The advertising industry figured this out decades ago. That’s why you see the same commercial ten times during one football game. They’re not trying to convince you with rational arguments. They’re priming your brain so that when you’re standing in the store looking at products, their brand feels right. Familiar. Easy to choose.
Tuhovsky notes that priming can be used positively too. Teachers prime students by familiarizing them with material beforehand, which helps them perform better. That’s the same mechanism, just pointed in a helpful direction.
But let’s be real. Most of the priming you encounter isn’t designed to help you. It’s designed to influence you in ways that benefit someone else.

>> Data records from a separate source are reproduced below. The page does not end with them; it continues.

use crate::config::{Config, ProviderConfig};
use crate::errors::AppError;
use crate::models::EnrichmentResult;
use reqwest::Client;
use serde_json::Value;
use std::time::Duration;

/// Builds the HTTP client shared by every provider.
///
/// The timeout bounds the whole exchange (connect, headers and body), so an
/// unresponsive provider can't stall the enclosing request.
pub fn build_http_client(timeout: Duration) -> Result<Client, AppError> {
    Client::builder()
        .timeout(timeout)
        .build()
        .map_err(|e| AppError::InternalError(format!("Failed to create HTTP client: {}", e)))
}

/// One optional external HTTP data source keyed by cpf.
#[derive(Debug, Clone)]
pub struct ExternalProvider {
    name: &'static str,
    config: ProviderConfig,
    client: Client,
}

impl ExternalProvider {
    pub fn new(name: &'static str, config: ProviderConfig, client: Client) -> Self {
        Self {
            name,
            config,
            client,
        }
    }

    pub fn name(&self) -> &'static str {
        self.name
    }

    /// Fetch the records this provider holds for `cpf`.
    ///
    /// Never fails: a disabled provider, a transport error, a non-2xx status or
    /// an unparseable body all come back as an empty list.
    pub async fn fetch(&self, cpf: &str) -> Vec<Value> {
        if !self.config.is_reachable() {
            tracing::debug!("{} provider disabled, skipping lookup", self.name);
            return Vec::new();
        }

        match self.try_fetch(cpf).await {
            Ok(records) => {
                tracing::debug!("{} provider returned {} record(s)", self.name, records.len());
                records
            }
            Err(e) => {
                tracing::warn!("Failed to fetch {} records: {}", self.name, e);
                Vec::new()
            }
        }
    }

    async fn try_fetch(&self, cpf: &str) -> Result<Vec<Value>, AppError> {
        let url = append_cpf_param(self.config.base_url.trim(), cpf);
        tracing::debug!("Fetching {} records: {}", self.name, url);

        let response = self.client.get(&url).send().await.map_err(|e| {
            AppError::ExternalApiError(format!("{} request failed: {}", self.name, e))
        })?;

        let status = response.status();
        if !status.is_success() {
            return Err(AppError::ExternalApiError(format!(
                "{} returned status {}",
                self.name, status
            )));
        }

        let body = response.text().await.map_err(|e| {
            AppError::ExternalApiError(format!("Failed to read {} response: {}", self.name, e))
        })?;

        parse_payload(&body).map_err(|e| {
            AppError::ExternalApiError(format!("{} returned invalid JSON: {}", self.name, e))
        })
    }
}

/// Appends the cpf as a query parameter, respecting an existing query string.
///
/// The key is appended verbatim; callers only pass digit strings.
pub fn append_cpf_param(base_url: &str, cpf: &str) -> String {
    if base_url.contains('?') {
        format!("{}&cpf={}", base_url, cpf)
    } else {
        format!("{}?cpf={}", base_url, cpf)
    }
}

/// Coerces a provider body into a list of records.
///
/// Blank bodies and invalid JSON yield an empty list.
pub fn normalize_payload(body: &str) -> Vec<Value> {
    parse_payload(body).unwrap_or_default()
}

fn parse_payload(body: &str) -> Result<Vec<Value>, serde_json::Error> {
    if body.trim().is_empty() {
        return Ok(Vec::new());
    }

    match serde_json::from_str::<Value>(body)? {
        Value::Array(items) => Ok(items),
        single => Ok(vec![single]),
    }
}

/// Fans out to the tax and payments providers for one subject.
#[derive(Debug, Clone)]
pub struct EnrichmentService {
    tax: ExternalProvider,
    payments: ExternalProvider,
}

impl EnrichmentService {
    pub fn new(tax: ExternalProvider, payments: ExternalProvider) -> Self {
        Self { tax, payments }
    }

    pub fn from_config(config: &Config) -> Result<Self, AppError> {
        let client = build_http_client(config.provider_timeout())?;

        Ok(Self::new(
            ExternalProvider::new("tax", config.tax_api.clone(), client.clone()),
            ExternalProvider::new("payments", config.payments_api.clone(), client),
        ))
    }

    /// Both lookups run concurrently; neither can fail the other.
    pub async fn enrich(&self, cpf: &str) -> EnrichmentResult {
        let (tax_records, payment_records) =
            tokio::join!(self.tax.fetch(cpf), self.payments.fetch(cpf));

        EnrichmentResult {
            tax_records,
            payment_records,
        }
    }
}
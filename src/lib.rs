//! User Registry API Library
//!
//! Local user records joined with live data from two optional external
//! providers (tax records and payments). Provider failures never fail a
//! request: each one degrades to an empty list.
//!
//! # Modules
//!
//! - `api`: HTTP-facing components.
//! - `core`: Enrichment logic, models and errors.
//! - `auth`: `X-API-KEY` gate.
//! - `config`: Configuration management.
//! - `db`: Database connection and schema bootstrap.
//! - `db_storage`: User record stores (Postgres, in-memory).
//! - `docs`: OpenAPI document and Swagger UI.
//! - `enrichment`: Validation and user aggregation.
//! - `errors`: Error handling types.
//! - `handlers`: HTTP request handlers.
//! - `models`: Records and request/response types.
//! - `routes`: Router assembly.
//! - `services`: External providers and the enrichment fan-out.

pub mod api;
pub mod core;

pub mod auth;
pub mod config;
pub mod db;
pub mod db_storage;
pub mod docs;
pub mod enrichment;
pub mod errors;
pub mod handlers;
pub mod models;
pub mod routes;
pub mod services;
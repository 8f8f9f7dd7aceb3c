// Domain-layer modules and shared errors/models
pub mod enrichment {
    pub use crate::enrichment::*;
}

pub mod models {
    pub use crate::models::*;
}

pub mod services {
    pub use crate::services::*;
}

pub mod errors {
    pub use crate::errors::*;
}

What makes priming especially insidious is that awareness doesn’t make you immune. Even when people know they’re being primed, even when they’re explicitly warned about the manipulation, it still works. Your System 1 processes those associations automatically. You can’t turn it off.
So if you can’t escape priming, what do you do?
First, you notice the environment. When you’re about to make a decision, ask yourself what you were just exposed to. What were you reading? What music was playing? What words were you just hearing? Those recent exposures are priming your judgment right now.
Second, you slow down. Priming operates on System 1. When you engage System 2, when you deliberately think through your reasoning, you create space between the priming stimulus and your response. That space matters.
Third, you get suspicious of repetition. When you keep hearing the same phrase, the same slogan, the same framing, recognize that someone is trying to prime you. They’re planting seeds in your neural network. The fact that something feels familiar, feels right, feels obvious – that’s not evidence. That’s priming doing its job.
Look at how political debates get framed. The language used to describe an issue isn’t neutral. “Tax relief” primes you differently than “tax cuts.” “Climate change” hits differently than “global warming.” “Pro-life” versus “anti-abortion.” These aren’t just word choices. They’re strategic priming designed to activate specific associations before you even start thinking about the substance.
Here’s the pattern we’ve built across these five essays. Your brain runs two systems. System 2 is lazy and avoids work. System 1 fills the gap with mental shortcuts. Those shortcuts create cognitive ease when information feels familiar and coherent. And priming is how that sense of familiarity gets installed without your consent or awareness.
You’re being manipulated constantly. Your thoughts aren’t entirely your own. The ideas that feel natural, the judgments that seem obvious, the choices that appear self-evident – all of them have been shaped by priming effects you never noticed.
Tuhovsky emphasizes that priming is like the secret handshake of the subconscious mind. While persuasion involves conscious effort and logical arguments, priming is the silent mechanism that pre-tunes your brain. It sets the channel before the broadcast begins.
This is why critical thinking is so difficult. You’re not just fighting external misinformation. You’re fighting manipulation that happens below the level of conscious awareness. By the time you start thinking deliberately about something, your System 1 has already been primed. The game is rigged before you even know you’re playing.
The only defense is vigilance. Notice what you’re being exposed to. Question why certain phrases get repeated. Recognize when your choices feel too easy, too obvious, too right. That feeling of certainty is often just priming wearing a disguise.
Your brain is being programmed right now. The question is whether you’re going to pretend it isn’t happening, or whether you’re going to start paying attention to who’s doing the programming.